- _Exercise instructions_:
Please restate, word for word, the lines below that begin at the one with "are never targets." and end at the one with "use tracing::debug;". Leave out all other lines.

==============================

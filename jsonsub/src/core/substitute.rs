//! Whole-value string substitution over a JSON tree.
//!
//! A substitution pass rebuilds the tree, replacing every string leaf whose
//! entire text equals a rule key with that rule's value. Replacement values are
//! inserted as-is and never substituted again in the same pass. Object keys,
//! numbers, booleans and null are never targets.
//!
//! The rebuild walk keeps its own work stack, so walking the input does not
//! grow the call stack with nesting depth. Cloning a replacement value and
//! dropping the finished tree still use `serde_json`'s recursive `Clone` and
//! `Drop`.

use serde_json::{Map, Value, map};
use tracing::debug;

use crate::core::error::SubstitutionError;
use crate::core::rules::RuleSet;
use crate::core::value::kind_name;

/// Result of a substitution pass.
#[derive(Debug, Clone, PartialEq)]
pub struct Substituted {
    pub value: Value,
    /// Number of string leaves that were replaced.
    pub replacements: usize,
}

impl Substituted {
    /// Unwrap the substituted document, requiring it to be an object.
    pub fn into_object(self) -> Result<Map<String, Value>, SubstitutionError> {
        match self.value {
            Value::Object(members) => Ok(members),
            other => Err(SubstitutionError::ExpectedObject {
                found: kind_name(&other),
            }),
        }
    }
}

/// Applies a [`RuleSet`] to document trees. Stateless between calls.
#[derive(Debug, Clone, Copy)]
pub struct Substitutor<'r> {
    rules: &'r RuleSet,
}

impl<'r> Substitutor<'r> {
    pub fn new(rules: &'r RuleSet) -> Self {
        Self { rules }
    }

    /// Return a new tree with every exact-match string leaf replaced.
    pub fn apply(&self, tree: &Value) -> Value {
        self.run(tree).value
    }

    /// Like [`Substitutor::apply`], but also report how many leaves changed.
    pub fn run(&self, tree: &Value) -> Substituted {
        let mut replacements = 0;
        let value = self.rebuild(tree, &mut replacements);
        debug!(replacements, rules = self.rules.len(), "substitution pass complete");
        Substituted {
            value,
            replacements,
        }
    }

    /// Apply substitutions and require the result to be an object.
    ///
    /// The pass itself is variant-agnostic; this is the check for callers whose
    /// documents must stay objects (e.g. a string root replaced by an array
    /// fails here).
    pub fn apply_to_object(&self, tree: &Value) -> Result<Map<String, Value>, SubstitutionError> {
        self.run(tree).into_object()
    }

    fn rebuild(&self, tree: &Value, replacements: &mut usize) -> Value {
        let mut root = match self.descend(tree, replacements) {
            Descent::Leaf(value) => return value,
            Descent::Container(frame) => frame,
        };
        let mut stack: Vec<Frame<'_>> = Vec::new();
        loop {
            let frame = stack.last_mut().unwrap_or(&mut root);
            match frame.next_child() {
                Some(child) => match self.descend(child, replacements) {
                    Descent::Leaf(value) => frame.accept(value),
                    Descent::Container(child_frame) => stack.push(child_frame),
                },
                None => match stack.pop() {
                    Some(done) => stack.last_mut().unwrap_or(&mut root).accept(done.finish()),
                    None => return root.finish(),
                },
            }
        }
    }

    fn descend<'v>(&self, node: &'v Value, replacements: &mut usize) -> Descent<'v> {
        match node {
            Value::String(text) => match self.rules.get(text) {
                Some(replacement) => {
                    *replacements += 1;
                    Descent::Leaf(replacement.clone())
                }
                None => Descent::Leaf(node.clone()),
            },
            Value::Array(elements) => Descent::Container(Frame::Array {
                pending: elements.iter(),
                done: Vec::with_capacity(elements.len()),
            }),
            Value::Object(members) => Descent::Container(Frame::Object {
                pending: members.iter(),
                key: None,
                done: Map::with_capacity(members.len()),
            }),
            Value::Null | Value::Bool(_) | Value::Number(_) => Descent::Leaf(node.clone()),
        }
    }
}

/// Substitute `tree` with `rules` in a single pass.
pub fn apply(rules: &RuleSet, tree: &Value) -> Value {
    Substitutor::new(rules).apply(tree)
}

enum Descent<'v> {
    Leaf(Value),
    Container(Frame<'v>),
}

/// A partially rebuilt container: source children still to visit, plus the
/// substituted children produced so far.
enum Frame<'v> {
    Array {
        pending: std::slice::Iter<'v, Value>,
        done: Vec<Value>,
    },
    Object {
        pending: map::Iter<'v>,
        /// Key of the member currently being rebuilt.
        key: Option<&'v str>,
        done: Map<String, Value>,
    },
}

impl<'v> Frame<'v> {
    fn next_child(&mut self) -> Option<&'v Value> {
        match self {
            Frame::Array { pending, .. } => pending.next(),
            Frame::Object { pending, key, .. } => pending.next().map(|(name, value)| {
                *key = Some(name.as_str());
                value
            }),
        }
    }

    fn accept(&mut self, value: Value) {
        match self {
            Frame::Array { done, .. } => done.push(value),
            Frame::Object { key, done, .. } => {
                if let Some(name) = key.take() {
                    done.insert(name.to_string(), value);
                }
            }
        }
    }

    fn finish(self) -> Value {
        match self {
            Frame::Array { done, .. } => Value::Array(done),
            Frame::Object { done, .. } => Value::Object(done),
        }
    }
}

==============================

- _Result of the task_:
//! numbers, booleans and null are never targets.
//!
//! The rebuild walk keeps its own work stack, so walking the input does not
//! grow the call stack with nesting depth. Cloning a replacement value and
//! dropping the finished tree still use `serde_json`'s recursive `Clone` and
//! `Drop`.

use serde_json::{Map, Value, map};
use tracing::debug;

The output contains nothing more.